Data records below:
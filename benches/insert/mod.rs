use avlt::AvlTree;
use criterion::{measurement::Measurement, BenchmarkGroup, BenchmarkId, Criterion, Throughput};

use crate::Lfsr;

#[derive(Debug, Clone, Copy)]
struct BenchName {
    bench: &'static str,
    n_values: usize,
}

impl From<BenchName> for BenchmarkId {
    fn from(v: BenchName) -> Self {
        Self::new(format!("{}/n_values", v.bench), v.n_values)
    }
}

pub(super) fn bench(c: &mut Criterion) {
    let mut g = c.benchmark_group("insert");

    for n_values in [1, 100, 1_000, 10_000] {
        bench_random(&mut g, n_values);
        bench_sequential(&mut g, n_values);
    }
}

/// Measure the time needed to insert `n_values` number of randomly generated
/// keys into an empty tree.
fn bench_random<M>(g: &mut BenchmarkGroup<'_, M>, n_values: usize)
where
    M: Measurement,
{
    let bench_name = BenchName {
        bench: "random",
        n_values,
    };
    g.throughput(Throughput::Elements(n_values as _)); // Keys inserted per second
    g.bench_function(BenchmarkId::from(bench_name), |b| {
        b.iter_batched(
            || (AvlTree::new(), Lfsr::default()),
            |(mut t, mut rand)| {
                for _i in 0..n_values {
                    let _ = t.insert(rand.next());
                }
                t
            },
            criterion::BatchSize::PerIteration,
        );
    });
}

/// Measure the time needed to insert `n_values` ascending keys into an empty
/// tree, driving a rotation at most levels of the tree.
fn bench_sequential<M>(g: &mut BenchmarkGroup<'_, M>, n_values: usize)
where
    M: Measurement,
{
    let bench_name = BenchName {
        bench: "sequential",
        n_values,
    };
    g.throughput(Throughput::Elements(n_values as _)); // Keys inserted per second
    g.bench_function(BenchmarkId::from(bench_name), |b| {
        b.iter_batched(
            AvlTree::new,
            |mut t| {
                for v in 0..n_values {
                    let _ = t.insert(v);
                }
                t
            },
            criterion::BatchSize::PerIteration,
        );
    });
}
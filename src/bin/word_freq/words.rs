use std::fmt::Display;

use avlt::{
    compare::{self, KeyComparator},
    AvlTree, Insertion,
};
use tracing::warn;

/// A word and the number of times it was seen.
#[derive(Debug, Clone, PartialEq, Eq)]
pub(crate) struct Word {
    text: String,
    freq: usize,
}

impl Word {
    pub(crate) fn new(text: impl Into<String>) -> Self {
        Self {
            text: text.into(),
            freq: 1,
        }
    }

    pub(crate) fn text(&self) -> &str {
        &self.text
    }

    pub(crate) fn freq(&self) -> usize {
        self.freq
    }

    /// Record another occurrence of this word.
    fn bump(&mut self) {
        self.freq += 1;
    }
}

impl Display for Word {
    fn fmt(&self, f: &mut std::fmt::Formatter<'_>) -> std::fmt::Result {
        write!(f, "{}\t{}", self.text, self.freq)
    }
}

/// Words ordered by their text.
pub(crate) type WordTree = AvlTree<Word, KeyComparator<fn(&Word) -> &str, str>>;

pub(crate) fn new_tree(node_limit: Option<usize>) -> WordTree {
    let t = AvlTree::with_comparator(compare::by_key(Word::text as fn(&Word) -> &str));
    match node_limit {
        Some(limit) => t.with_node_limit(limit),
        None => t,
    }
}

/// Summary of a [`count_words()`] call.
#[derive(Debug, Default, Clone, Copy, PartialEq, Eq)]
pub(crate) struct Tally {
    /// Total words read.
    pub(crate) words: usize,
    /// Words seen for the first time.
    pub(crate) distinct: usize,
    /// Words that could not be stored.
    pub(crate) dropped: usize,
}

/// Add every whitespace separated word in `input` to `tree`, incrementing the
/// frequency of words already present.
pub(crate) fn count_words(tree: &mut WordTree, input: &str) -> Tally {
    let mut tally = Tally::default();

    for text in input.split_whitespace() {
        tally.words += 1;

        match tree.insert_with(Word::new(text), Word::bump) {
            Ok(Insertion::Inserted) => tally.distinct += 1,
            Ok(Insertion::Duplicate(_)) => {}
            Err(e) => {
                warn!(word = text, error = %e, "dropping word");
                tally.dropped += 1;
            }
        }
    }

    tally
}
use std::fmt::Debug;

use proptest::prelude::*;

use crate::{compare::Comparator, AvlTree};

const KEY_MAX: u16 = 64;

/// A (key, payload) record ordered by its key only.
pub(crate) type Record = (u16, u32);

/// Generate keys from [0..[`KEY_MAX`]).
///
/// A small key domain encourages multiple operations to act on the same key.
pub(crate) fn arbitrary_key() -> impl Strategy<Value = u16> {
    0..KEY_MAX
}

pub(crate) fn arbitrary_record() -> impl Strategy<Value = Record> {
    (arbitrary_key(), any::<u32>())
}

fn record_key(v: &Record) -> &u16 {
    &v.0
}

/// An empty tree of [`Record`] ordered by the record key.
pub(crate) fn record_tree() -> AvlTree<Record, impl Comparator<Record, Key = u16> + Clone> {
    AvlTree::with_comparator(crate::compare::by_key(record_key))
}

/// The worst-case height of an AVL tree holding `n` values.
pub(crate) fn max_height(n: usize) -> usize {
    (1.44 * ((n + 2) as f64).log2()).ceil() as usize
}

/// Assert the BST and AVL properties of tree nodes, ensuring the tree is
/// well-formed.
pub(crate) fn validate_tree_structure<T, C>(t: &AvlTree<T, C>)
where
    C: Comparator<T>,
    T: Debug,
{
    // Invariant 1: an in-order walk yields strictly increasing keys, which
    // holds only if every left subtree is less than, and every right subtree
    // greater than, its parent.
    let values = t.iter().collect::<Vec<_>>();
    for window in values.windows(2) {
        let (a, b) = (t.comparator().key(window[0]), t.comparator().key(window[1]));
        assert_eq!(
            t.comparator().compare(a, b),
            std::cmp::Ordering::Less,
            "out of order: {:?} then {:?}",
            window[0],
            window[1]
        );
    }

    // Invariant 2: the count equals the number of reachable values, and the
    // reverse walk visits the same values backwards.
    assert_eq!(t.len(), values.len());
    assert_eq!(t.iter().rev().count(), values.len());
    assert!(t
        .iter()
        .rev()
        .zip(values.iter().rev())
        .all(|(a, b)| std::ptr::eq(a, *b)));

    let root = match t.root() {
        Some(v) => v,
        None => {
            assert_eq!(t.height(), 0);
            return;
        }
    };

    // Invariant 3: the height is bounded by the AVL worst case.
    assert!(
        t.height() <= max_height(t.len()),
        "height {} exceeds bound for {} values",
        t.height(),
        t.len()
    );

    // Perform a pre-order traversal of the tree.
    let mut stack = vec![root];
    while let Some(n) = stack.pop() {
        // Prepare to visit the children
        stack.extend(n.left().iter().chain(n.right().iter()));

        // Invariant 4: the height of this node is always +1 of the maximum
        // child height, where an absent child has a height of 0.
        let left_height = n.left().map(|v| v.height()).unwrap_or_default();
        let right_height = n.right().map(|v| v.height()).unwrap_or_default();
        let want_height = left_height.max(right_height) + 1;

        assert_eq!(
            n.height(),
            want_height,
            "expect node with value {:?} to have height {}, has {}",
            n.value(),
            want_height,
            n.height(),
        );

        // Invariant 5: the absolute height difference between the left
        // subtree and right subtree (the "balance factor") cannot exceed 1.
        let balance = (left_height as i64 - right_height as i64).abs();
        assert!(balance <= 1, "balance={balance}, node={:?}", n.value());
    }
}
use avlt::{compare, AvlTree};
use criterion::{
    measurement::Measurement, BatchSize, BenchmarkGroup, BenchmarkId, Criterion, Throughput,
};

use crate::Lfsr;

/// A word and its frequency, ordered by the word.
type Word = (String, u32);

#[derive(Debug, Clone, Copy)]
struct BenchName {
    op: &'static str,
    outcome: Outcome,
    n_words: usize,
}

#[derive(Debug, Clone, Copy)]
enum Outcome {
    Hit,
    Miss,
}

impl From<BenchName> for BenchmarkId {
    fn from(v: BenchName) -> Self {
        let outcome = match v.outcome {
            Outcome::Hit => "hit",
            Outcome::Miss => "miss",
        };
        Self::new(format!("{}_{}/n_words", v.op, outcome), v.n_words)
    }
}

/// Render a random value as the word stored (or searched for) in the tree.
fn word(rand: &mut Lfsr) -> String {
    format!("w{:04x}", rand.next())
}

pub(super) fn bench(c: &mut Criterion) {
    let mut g = c.benchmark_group("search");

    for n_words in [100, 1_000, 10_000] {
        bench_words(&mut g, n_words);
    }
}

/// Build a tree of `n_words` random words keyed by `&str`, then measure
/// looking up and removing `n_words` words that are all present, and
/// `n_words` words that are all absent.
///
/// The removals run against a fresh copy of the tree each iteration, so every
/// hit rebalances the unwind path of a real deletion.
fn bench_words<M>(g: &mut BenchmarkGroup<'_, M>, n_words: usize)
where
    M: Measurement,
{
    let mut rand = Lfsr::default();
    let mut t = AvlTree::with_comparator(compare::by_key(|w: &Word| w.0.as_str()));

    let present = (0..n_words).map(|_| word(&mut rand)).collect::<Vec<_>>();
    for w in &present {
        let _ = t.insert_with((w.clone(), 1), |(_, freq)| *freq += 1);
    }
    assert_eq!(t.len(), n_words);

    // The LFSR never repeats before cycling, so continuing it yields words
    // that were never inserted.
    let absent = (0..n_words).map(|_| word(&mut rand)).collect::<Vec<_>>();

    g.throughput(Throughput::Elements(n_words as _)); // Operations per second

    for (outcome, keys) in [(Outcome::Hit, &present), (Outcome::Miss, &absent)] {
        let want_hit = matches!(outcome, Outcome::Hit);

        let name = BenchName {
            op: "get",
            outcome,
            n_words,
        };
        g.bench_function(BenchmarkId::from(name), |b| {
            b.iter(|| {
                let hits = keys.iter().filter(|w| t.get(w.as_str()).is_some()).count();
                assert_eq!(hits == n_words, want_hit);
            })
        });

        let name = BenchName {
            op: "remove",
            outcome,
            n_words,
        };
        g.bench_function(BenchmarkId::from(name), |b| {
            b.iter_batched(
                || t.clone(),
                |mut t| {
                    for w in keys {
                        assert_eq!(t.remove(w.as_str()).is_some(), want_hit);
                    }
                    t
                },
                BatchSize::LargeInput,
            )
        });
    }
}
End of Data records.
_Work item_
Among the records above, find the lines that contain "walk" and copy every one.

_Answer for this exercise_
    // Invariant 1: an in-order walk yields strictly increasing keys, which
    // reverse walk visits the same values backwards.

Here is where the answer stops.